In terms of my experience, there are two available routes for a Hadoop journey: one, construct on a use-case basis or, two, prepare a data lake with all available data sets. Each has shown to have its pros and cons. For example, a complete data lake enables data scientists to investigate and test new models with the data available rather than being pre-conditioned; in other words, a laboratory scenario. I have seen extremely interesting results achieved. On the flip side, however, this approach requires you to think carefully about your end strategy and build flexibility to adapt along the way. It also requires you to review and take decisions around the entire data management strategy.

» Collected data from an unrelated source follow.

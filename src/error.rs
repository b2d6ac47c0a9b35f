//! エラーハンドリングシステム
//!
//! クレート全体で使用するエラー型。プログラミング上の契約違反（誤ったパート種別での
//! エディタ構築など）は即座にエラーとして返し、黙って劣化させない。

use crate::editor::EditorMode;
use crate::fragments::{FragmentId, PartKind};
use std::time::{Duration, Instant};
use thiserror::Error;

/// クレート全体のエラー型
#[derive(Error, Debug, Clone)]
pub enum FragdocError {
    /// エディタ操作エラー
    #[error("Editor operation failed: {0}")]
    Editor(#[from] EditorError),

    /// フラグメントストアエラー
    #[error("Fragment store operation failed: {0}")]
    Store(#[from] StoreError),

    /// 設定エラー
    #[error("Configuration error: {0}")]
    Config(#[from] ConfigError),

    /// UI操作エラー
    #[error("UI operation failed: {0}")]
    Ui(#[from] UiError),
}

/// エディタ固有のエラー
#[derive(Error, Debug, Clone, PartialEq)]
pub enum EditorError {
    /// 埋め込み以外のパートに対してエディタを構築しようとした
    #[error("Unexpected part type: {kind}")]
    UnexpectedPart { kind: PartKind },

    /// 現在の状態からは到達できない操作
    #[error("Cannot {action} while {mode}")]
    InvalidTransition {
        action: &'static str,
        mode: EditorMode,
    },

    #[error(transparent)]
    Store(#[from] StoreError),
}

/// フラグメントストア固有のエラー
#[derive(Error, Debug, Clone, PartialEq, Eq)]
pub enum StoreError {
    #[error("Fragment not found: {id}")]
    NotFound { id: FragmentId },

    #[error("Duplicate fragment id: {id}")]
    DuplicateId { id: FragmentId },
}

/// 設定固有のエラー
#[derive(Error, Debug, Clone, PartialEq, Eq)]
pub enum ConfigError {
    #[error("Invalid configuration file {path}: {message}")]
    InvalidFile { path: String, message: String },

    #[error("Cannot read configuration {path}: {message}")]
    Io { path: String, message: String },

    #[error("Invalid value for {key}: {value}")]
    InvalidValue { key: String, value: String },

    #[error("Logger already initialized")]
    LoggerAlreadySet,
}

/// UI操作固有のエラー
#[derive(Error, Debug, Clone)]
pub enum UiError {
    #[error("Terminal initialization failed")]
    TerminalInit,

    #[error("Rendering failed: {component}")]
    RenderingFailed { component: String },
}

/// エラーレベル分類
#[derive(Debug, Clone, Copy, PartialEq, Eq)]
pub enum ErrorLevel {
    Info,
    Warning,
    Error,
    Fatal,
}

/// ステータス行に表示するエラー情報
#[derive(Debug, Clone)]
pub struct ErrorDisplay {
    pub message: String,
    pub level: ErrorLevel,
    pub start_time: Instant,
    pub duration: Duration,
}

impl ErrorDisplay {
    pub fn new(error: &FragdocError) -> Self {
        let (message, level) = Self::format_error(error);
        Self {
            message,
            level,
            start_time: Instant::now(),
            duration: Duration::from_secs(5),
        }
    }

    /// 任意の情報メッセージ
    pub fn info(message: impl Into<String>) -> Self {
        Self {
            message: message.into(),
            level: ErrorLevel::Info,
            start_time: Instant::now(),
            duration: Duration::from_secs(3),
        }
    }

    fn format_error(error: &FragdocError) -> (String, ErrorLevel) {
        match error {
            FragdocError::Editor(EditorError::InvalidTransition { action, mode }) => {
                (format!("{} is not available while {}", action, mode), ErrorLevel::Warning)
            }
            FragdocError::Editor(EditorError::UnexpectedPart { kind }) => {
                (format!("Cannot edit a '{}' part", kind), ErrorLevel::Error)
            }
            FragdocError::Store(StoreError::NotFound { id })
            | FragdocError::Editor(EditorError::Store(StoreError::NotFound { id })) => {
                (format!("Fragment {} no longer exists", id), ErrorLevel::Error)
            }
            FragdocError::Ui(UiError::TerminalInit) => {
                ("Terminal initialization failed".to_string(), ErrorLevel::Fatal)
            }
            _ => (error.to_string(), ErrorLevel::Error),
        }
    }

    pub fn is_expired(&self) -> bool {
        self.start_time.elapsed() >= self.duration
    }
}

/// パニックハンドラの設定（端末を復元してから終了）
pub fn setup_panic_handler() {
    std::panic::set_hook(Box::new(|panic_info| {
        let _ = crossterm::terminal::disable_raw_mode();
        let mut out = std::io::stdout();
        let _ = crossterm::execute!(out, crossterm::terminal::LeaveAlternateScreen);

        let location = panic_info
            .location()
            .map(|loc| format!("{}:{}", loc.file(), loc.line()))
            .unwrap_or_else(|| "unknown".to_string());

        let message = if let Some(s) = panic_info.payload().downcast_ref::<&str>() {
            *s
        } else if let Some(s) = panic_info.payload().downcast_ref::<String>() {
            s.as_str()
        } else {
            "Unknown panic payload"
        };

        log::error!("PANIC at {}: {}", location, message);
        eprintln!("PANIC at {}: {}", location, message);
        std::process::exit(1);
    }));
}

/// プロジェクト標準のResult型
pub type Result<T> = std::result::Result<T, FragdocError>;
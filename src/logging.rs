//! ロギングシステム
//!
//! `log` ファサードの出力先。stderrへの出力とファイルへの追記に対応する。
//! TUI実行中はstderrが画面を壊すため、ファイルのみに出力する。

use crate::config::LoggingConfig;
use crate::error::ConfigError;
use log::{LevelFilter, Log, Metadata, Record};
use std::fs::OpenOptions;
use std::io::Write;
use std::path::PathBuf;

/// ロガー
#[derive(Debug, Clone)]
pub struct Logger {
    level: LevelFilter,
    output_stderr: bool,
    output_file: Option<PathBuf>,
}

impl Logger {
    pub fn new(level: LevelFilter) -> Self {
        Self {
            level,
            output_stderr: true,
            output_file: None,
        }
    }

    /// 開発者向けロガー
    pub fn for_development() -> Self {
        Self::new(LevelFilter::Debug)
    }

    pub fn from_config(config: &LoggingConfig) -> Result<Self, ConfigError> {
        let mut logger = Self::new(config.level_filter()?).with_stderr(config.stderr);
        if let Some(path) = config.resolved_file() {
            logger = logger.with_file_output(path);
        }
        Ok(logger)
    }

    pub fn level(&self) -> LevelFilter {
        self.level
    }

    pub fn with_level(mut self, level: LevelFilter) -> Self {
        self.level = level;
        self
    }

    pub fn with_file_output<P: Into<PathBuf>>(mut self, path: P) -> Self {
        self.output_file = Some(path.into());
        self
    }

    pub fn with_stderr(mut self, enabled: bool) -> Self {
        self.output_stderr = enabled;
        self
    }

    fn format_line(record: &Record<'_>) -> String {
        format!("{}: {} in {}", record.level(), record.args(), record.target())
    }

    fn write_line(&self, line: &str) {
        if self.output_stderr {
            eprintln!("{}", line);
        }

        if let Some(path) = &self.output_file {
            if let Some(parent) = path.parent() {
                let _ = std::fs::create_dir_all(parent);
            }
            if let Ok(mut file) = OpenOptions::new().create(true).append(true).open(path) {
                let _ = writeln!(file, "{}", line);
            }
        }
    }
}

impl Log for Logger {
    fn enabled(&self, metadata: &Metadata<'_>) -> bool {
        metadata.level() <= self.level
    }

    fn log(&self, record: &Record<'_>) {
        if self.enabled(record.metadata()) {
            self.write_line(&Self::format_line(record));
        }
    }

    fn flush(&self) {}
}

/// 設定からロガーを組み立ててグローバルに登録する（1回だけ）
pub fn init(config: &LoggingConfig) -> Result<(), ConfigError> {
    let logger = Logger::from_config(config)?;
    let level = logger.level();
    log::set_boxed_logger(Box::new(logger)).map_err(|_| ConfigError::LoggerAlreadySet)?;
    log::set_max_level(level);
    Ok(())
}

#[cfg(test)]
mod tests {
    use super::*;
    use log::Level;

    fn metadata(level: Level) -> Metadata<'static> {
        Metadata::builder().level(level).target("fragdoc").build()
    }

    #[test]
    fn logger_respects_log_level() {
        let logger = Logger::for_development().with_stderr(false);
        assert!(logger.enabled(&metadata(Level::Debug)));
        assert!(logger.enabled(&metadata(Level::Error)));

        let info_logger = logger.with_level(LevelFilter::Info);
        assert!(!info_logger.enabled(&metadata(Level::Debug)));
        assert!(info_logger.enabled(&metadata(Level::Warn)));
    }

    #[test]
    fn writes_to_file() {
        let dir = tempfile::tempdir().unwrap();
        let path = dir.path().join("logs").join("fragdoc.log");
        let logger = Logger::new(LevelFilter::Info)
            .with_stderr(false)
            .with_file_output(&path);

        logger.log(
            &Record::builder()
                .args(format_args!("fragment replaced"))
                .level(Level::Info)
                .target("fragdoc::editor")
                .build(),
        );

        let written = std::fs::read_to_string(&path).unwrap();
        assert_eq!(written, "INFO: fragment replaced in fragdoc::editor\n");
    }

    #[test]
    fn rejects_invalid_level() {
        let config = LoggingConfig {
            level: "chatty".to_string(),
            ..LoggingConfig::default()
        };
        assert!(Logger::from_config(&config).is_err());
    }
}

The use-case driven strategy is also valid, serving perhaps more to “test the water” prior to launching a full big data project.
In addition, tackling a big data project with Hadoop today is much easier than 24 months ago given the advances in security, lineage and audit of data, as well as the ever-growing number of user-friendly tools such as Trifacta, which integrate natively with this technology and enable both democratization of data, as well as the ever important end-to-end governance.
7. What has your relationship been like with IT? How do you prioritize, communicate, delegate, work efficiently, etc.?
For me, the relationship between IT and the rest of areas has changed dramatically. These sorts of projects require very close relationships in order to be successful, which clearly breach methods applied in the past in almost any organization, financial services or otherwise. I have led a big data project applying agile methodologies with extremely good results, both in terms of time to market and quality.
There’s a lot to be said for having a team from a variety of departments and with varying skills working together in the same project room. Communication is clearly much swifter with less risk of “interpretations,” but more importantly, business, data specialists, and IT are obligated to empathize with each other’s challenges. The tools available, coupled with daily scrum meetings from my experience, make it much easier to delegate work and let each individual team member contribute their knowledge and expertise far more positively. Having everybody in the same room also means quick decisions can be taken when challenges arise and, above all, there is absolute transparency on all sides.
8. Based on your experience, how do you see modern data wrangling adding value?
The first clear benefit I’ve seen through experience of modern data wrangling is the capability to take, for example, a weblog that’s a whole string of data and have a non technical data analyst easily dissect and structure it. This alleviates the data scientists from having to structure and organize that data and allows them to focus on the analytics. It also alleviates the workload for the technical team, given that tools being developed are native to new technologies like Hadoop—if this wasn’t the case, IT would need to program each step of the dissection and structuring. User interfaces are much easier as well, meaning that somebody not so familiar with SQL or programming for example can do huge amounts of work based on drag and drop interactions.
For me, the biggest challenge in big data is understanding the data as it comes in. As soon as a new piece is landed in Hadoop, a tool like Trifacta can be used to understand and structure it — there’s a business perspective required, not just a technical perspective. Trifacta is key to providing that.